Memang benar dalam agama Islam, prinsip “egaliter” dicontohkan oleh para nabi
dan rasul. Namun, mengapa banyak orang yang tidak menerima prinsip ini? Salah satu
jawabannya adalah karena semua itu terkondisikan dalam lingkungan masyarakat tempat
seseorang berada, serta pengalaman hidupnya yang membuatnya sulit menerima prinsip
“egaliter”. Yang terpenting adalah karakter dan sifat sombong yang telah tumbuh
dalam jiwa seseorang, sehingga dia enggan untuk di samakan derajatnya dengan orang
lain. Perasaan sombong inilah yang menjadi cikal bakal perusak prinsip “egaliter”
dalam kehidupan bermasyarakat, berbangsa, dan bernegara.
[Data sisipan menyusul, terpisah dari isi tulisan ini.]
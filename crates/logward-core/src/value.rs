//! The value model that sanitization and log metadata operate on.
//!
//! [`Value`] is a tagged union over every shape the sanitizer handles —
//! a dispatch table rather than an inheritance chain. Container variants
//! hold plain owned children; [`Value::Shared`] wraps a node in
//! `Arc<RwLock<_>>` so that graphs with back-references (cycles, DAGs)
//! are representable and carry a stable identity for the traversal
//! guards.

use base64::{engine::general_purpose::STANDARD as BASE64_STANDARD, Engine};
use chrono::{DateTime, Utc};
use serde::ser::{SerializeMap, SerializeSeq};
use serde::{Deserialize, Deserializer, Serialize, Serializer};
use std::cell::RefCell;
use std::collections::{BTreeMap, HashSet};
use std::sync::{Arc, RwLock};

/// Canonical marker strings substituted during sanitization and
/// serialization.
pub mod marker {
    /// A node already on the current traversal path.
    pub const CIRCULAR: &str = "[CIRCULAR]";
    /// A node below the configured maximum traversal depth.
    pub const MAX_DEPTH_EXCEEDED: &str = "[MAX_DEPTH_EXCEEDED]";
    /// A raw byte buffer.
    pub const BINARY_DATA: &str = "[Binary Data]";
    /// A shared node whose lock could not be acquired.
    pub const ACCESS_ERROR: &str = "[Error accessing property]";
}

// ---------------------------------------------------------------------------
// SharedValue
// ---------------------------------------------------------------------------

/// A shared, identity-bearing value node.
///
/// Cloning a `SharedValue` clones the handle, not the contents; two
/// clones compare equal and report the same [`addr`](Self::addr). This is
/// the only way to build a cyclic value graph.
#[derive(Debug, Clone)]
pub struct SharedValue(Arc<RwLock<Value>>);

impl SharedValue {
    pub fn new(value: Value) -> Self {
        Self(Arc::new(RwLock::new(value)))
    }

    /// Stable address used as the node identity during traversal. Valid
    /// only while at least one handle is alive; traversals hold a handle
    /// for the duration, so addresses never dangle inside a visited set.
    pub fn addr(&self) -> usize {
        Arc::as_ptr(&self.0) as usize
    }

    /// Replace the contained value.
    pub fn set(&self, value: Value) {
        let mut guard = match self.0.write() {
            Ok(guard) => guard,
            Err(poisoned) => poisoned.into_inner(),
        };
        *guard = value;
    }

    /// Snapshot the contained value, or `None` when the lock is
    /// unavailable (poisoned or write-held elsewhere). Child `Shared`
    /// handles are cloned shallowly.
    pub fn get(&self) -> Option<Value> {
        self.0.try_read().ok().map(|guard| guard.clone())
    }
}

impl PartialEq for SharedValue {
    fn eq(&self, other: &Self) -> bool {
        Arc::ptr_eq(&self.0, &other.0)
    }
}

// ---------------------------------------------------------------------------
// Value
// ---------------------------------------------------------------------------

/// An arbitrary in-memory value.
#[derive(Debug, Clone, PartialEq)]
pub enum Value {
    Null,
    Bool(bool),
    Int(i64),
    Float(f64),
    String(String),
    /// Raw byte buffer; rendered as base64 on the wire, masked by the
    /// sanitizer.
    Bytes(Vec<u8>),
    /// Passes through sanitization by value.
    Timestamp(DateTime<Utc>),
    /// A pattern (regular-expression source); passes through by value.
    Pattern(String),
    /// A value that cannot be introspected — a function, a pending
    /// future, a weak collection. The tag names the concrete type.
    Opaque { type_name: String },
    /// An error value with an optional captured stack.
    Error {
        name: String,
        message: String,
        stack: Option<String>,
    },
    /// Ordered sequence.
    Array(Vec<Value>),
    /// Plain keyed object.
    Object(BTreeMap<String, Value>),
    /// Keyed mapping whose keys are themselves values.
    Map(Vec<(Value, Value)>),
    /// Unordered set; duplicates may collapse after sanitization.
    Set(Vec<Value>),
    /// A typed instance: object fields plus the concrete type name.
    Instance {
        type_name: String,
        fields: BTreeMap<String, Value>,
    },
    /// Shared node; see [`SharedValue`].
    Shared(SharedValue),
}

impl Value {
    /// Convenience constructor for an opaque node.
    pub fn opaque(type_name: impl Into<String>) -> Self {
        Self::Opaque {
            type_name: type_name.into(),
        }
    }

    /// An opaque callable.
    pub fn function() -> Self {
        Self::opaque("Function")
    }

    /// An opaque pending future.
    pub fn promise() -> Self {
        Self::opaque("Promise")
    }

    /// An error value without a stack.
    pub fn error(name: impl Into<String>, message: impl Into<String>) -> Self {
        Self::Error {
            name: name.into(),
            message: message.into(),
            stack: None,
        }
    }

    pub fn is_null(&self) -> bool {
        matches!(self, Self::Null)
    }

    pub fn as_str(&self) -> Option<&str> {
        match self {
            Self::String(s) => Some(s),
            _ => None,
        }
    }

    pub fn as_object(&self) -> Option<&BTreeMap<String, Value>> {
        match self {
            Self::Object(map) => Some(map),
            _ => None,
        }
    }

    /// Convert a `serde_json::Value` into the logward value model.
    pub fn from_json(json: serde_json::Value) -> Self {
        match json {
            serde_json::Value::Null => Self::Null,
            serde_json::Value::Bool(b) => Self::Bool(b),
            serde_json::Value::Number(n) => {
                if let Some(i) = n.as_i64() {
                    Self::Int(i)
                } else {
                    Self::Float(n.as_f64().unwrap_or(0.0))
                }
            }
            serde_json::Value::String(s) => Self::String(s),
            serde_json::Value::Array(items) => {
                Self::Array(items.into_iter().map(Self::from_json).collect())
            }
            serde_json::Value::Object(map) => Self::Object(
                map.into_iter()
                    .map(|(k, v)| (k, Self::from_json(v)))
                    .collect(),
            ),
        }
    }
}

impl From<bool> for Value {
    fn from(v: bool) -> Self {
        Self::Bool(v)
    }
}

impl From<i32> for Value {
    fn from(v: i32) -> Self {
        Self::Int(v as i64)
    }
}

impl From<i64> for Value {
    fn from(v: i64) -> Self {
        Self::Int(v)
    }
}

impl From<u32> for Value {
    fn from(v: u32) -> Self {
        Self::Int(v as i64)
    }
}

impl From<u64> for Value {
    fn from(v: u64) -> Self {
        Self::Int(v as i64)
    }
}

impl From<f64> for Value {
    fn from(v: f64) -> Self {
        Self::Float(v)
    }
}

impl From<&str> for Value {
    fn from(v: &str) -> Self {
        Self::String(v.to_string())
    }
}

impl From<String> for Value {
    fn from(v: String) -> Self {
        Self::String(v)
    }
}

impl From<DateTime<Utc>> for Value {
    fn from(v: DateTime<Utc>) -> Self {
        Self::Timestamp(v)
    }
}

impl From<Vec<Value>> for Value {
    fn from(v: Vec<Value>) -> Self {
        Self::Array(v)
    }
}

impl From<BTreeMap<String, Value>> for Value {
    fn from(v: BTreeMap<String, Value>) -> Self {
        Self::Object(v)
    }
}

impl From<SharedValue> for Value {
    fn from(v: SharedValue) -> Self {
        Self::Shared(v)
    }
}

impl<T: Into<Value>> From<Option<T>> for Value {
    fn from(v: Option<T>) -> Self {
        v.map(Into::into).unwrap_or(Self::Null)
    }
}

// ---------------------------------------------------------------------------
// Serialization
// ---------------------------------------------------------------------------

/// Serialization view carrying the per-call visited set, so cyclic
/// graphs render re-encountered nodes as [`marker::CIRCULAR`] instead of
/// recursing forever.
struct ValueSer<'a> {
    value: &'a Value,
    seen: &'a RefCell<HashSet<usize>>,
}

impl Serialize for Value {
    fn serialize<S: Serializer>(&self, serializer: S) -> std::result::Result<S::Ok, S::Error> {
        let seen = RefCell::new(HashSet::new());
        ValueSer { value: self, seen: &seen }.serialize(serializer)
    }
}

impl Serialize for ValueSer<'_> {
    fn serialize<S: Serializer>(&self, serializer: S) -> std::result::Result<S::Ok, S::Error> {
        match self.value {
            Value::Null => serializer.serialize_unit(),
            Value::Bool(b) => serializer.serialize_bool(*b),
            Value::Int(i) => serializer.serialize_i64(*i),
            Value::Float(f) => serializer.serialize_f64(*f),
            Value::String(s) => serializer.serialize_str(s),
            Value::Bytes(bytes) => serializer.serialize_str(&BASE64_STANDARD.encode(bytes)),
            Value::Timestamp(ts) => {
                serializer.serialize_str(&ts.to_rfc3339_opts(chrono::SecondsFormat::Micros, true))
            }
            Value::Pattern(p) => serializer.serialize_str(p),
            Value::Opaque { type_name } => serializer.serialize_str(&format!("[{type_name}]")),
            Value::Error {
                name,
                message,
                stack,
            } => {
                let len = if stack.is_some() { 3 } else { 2 };
                let mut map = serializer.serialize_map(Some(len))?;
                map.serialize_entry("name", name)?;
                map.serialize_entry("message", message)?;
                if let Some(stack) = stack {
                    map.serialize_entry("stack", stack)?;
                }
                map.end()
            }
            Value::Array(items) | Value::Set(items) => {
                let mut seq = serializer.serialize_seq(Some(items.len()))?;
                for item in items {
                    seq.serialize_element(&ValueSer {
                        value: item,
                        seen: self.seen,
                    })?;
                }
                seq.end()
            }
            Value::Map(entries) => {
                // JSON keys must be strings, so a value-keyed map renders
                // as an array of [key, value] pairs.
                let mut seq = serializer.serialize_seq(Some(entries.len()))?;
                for (key, value) in entries {
                    seq.serialize_element(&(
                        ValueSer {
                            value: key,
                            seen: self.seen,
                        },
                        ValueSer {
                            value,
                            seen: self.seen,
                        },
                    ))?;
                }
                seq.end()
            }
            Value::Object(fields) => {
                let mut map = serializer.serialize_map(Some(fields.len()))?;
                for (key, value) in fields {
                    map.serialize_entry(
                        key,
                        &ValueSer {
                            value,
                            seen: self.seen,
                        },
                    )?;
                }
                map.end()
            }
            Value::Instance { type_name, fields } => {
                let mut map = serializer.serialize_map(Some(fields.len() + 1))?;
                map.serialize_entry("__type", type_name)?;
                for (key, value) in fields {
                    map.serialize_entry(
                        key,
                        &ValueSer {
                            value,
                            seen: self.seen,
                        },
                    )?;
                }
                map.end()
            }
            Value::Shared(shared) => {
                let addr = shared.addr();
                if !self.seen.borrow_mut().insert(addr) {
                    return serializer.serialize_str(marker::CIRCULAR);
                }
                let result = match shared.get() {
                    Some(inner) => ValueSer {
                        value: &inner,
                        seen: self.seen,
                    }
                    .serialize(serializer),
                    None => serializer.serialize_str(marker::ACCESS_ERROR),
                };
                self.seen.borrow_mut().remove(&addr);
                result
            }
        }
    }
}

impl<'de> Deserialize<'de> for Value {
    fn deserialize<D: Deserializer<'de>>(deserializer: D) -> std::result::Result<Self, D::Error> {
        let json = serde_json::Value::deserialize(deserializer)?;
        Ok(Self::from_json(json))
    }
}

// ---------------------------------------------------------------------------
// Tests
// ---------------------------------------------------------------------------
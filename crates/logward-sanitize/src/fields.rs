//! Field-specific masking helpers.
//!
//! These operate on bare strings and work even when whole-object
//! sanitization is disabled.

/// Mask an email address, keeping the shape recognizable:
/// `john.doe@company.com` → `j***e@c***.com`.
pub fn sanitize_email(email: &str) -> String {
    let Some((local, domain)) = email.split_once('@') else {
        return "***".to_string();
    };
    let masked_local = mask_segment(local);
    let Some((stem, tld)) = domain.rsplit_once('.') else {
        return format!("{masked_local}@***");
    };
    let masked_stem = match stem.chars().next() {
        Some(first) => format!("{first}***"),
        None => "***".to_string(),
    };
    format!("{masked_local}@{masked_stem}.{tld}")
}

/// Mask a phone number, keeping the last four digits:
/// `+1 (555) 123-4567` → `***-***-4567`.
pub fn sanitize_phone(phone: &str) -> String {
    let digits: String = phone.chars().filter(char::is_ascii_digit).collect();
    if digits.len() >= 4 {
        format!("***-***-{}", &digits[digits.len() - 4..])
    } else {
        "***-***".to_string()
    }
}

/// Mask a credit card number, keeping the last four digits:
/// `4111 1111 1111 1111` → `****-****-****-1111`.
pub fn sanitize_credit_card(card: &str) -> String {
    let digits: String = card.chars().filter(char::is_ascii_digit).collect();
    if digits.len() >= 4 {
        format!("****-****-****-{}", &digits[digits.len() - 4..])
    } else {
        "****".to_string()
    }
}

/// First char + `***` + last char for segments longer than two
/// characters, `***` otherwise.
fn mask_segment(segment: &str) -> String {
    let chars: Vec<char> = segment.chars().collect();
    if chars.len() > 2 {
        format!("{}***{}", chars[0], chars[chars.len() - 1])
    } else {
        "***".to_string()
    }
}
Sifat sombong adalah merasa diri lebih dari orang lain, dan menganggap
orang lain tidak selevel dengannya. Jadi, bukan ilmu atau pemahaman agamanya
yang salah, melainkan hati dan jiwanya yang kotor, yang sangat bangga dengan
pencapaian hidupnya yang lebih baik dari orang lain. Tak jarang, ada aliran
agama yang mengkafirkan orang lain meskipun mereka masih dalam satu ikatan agama.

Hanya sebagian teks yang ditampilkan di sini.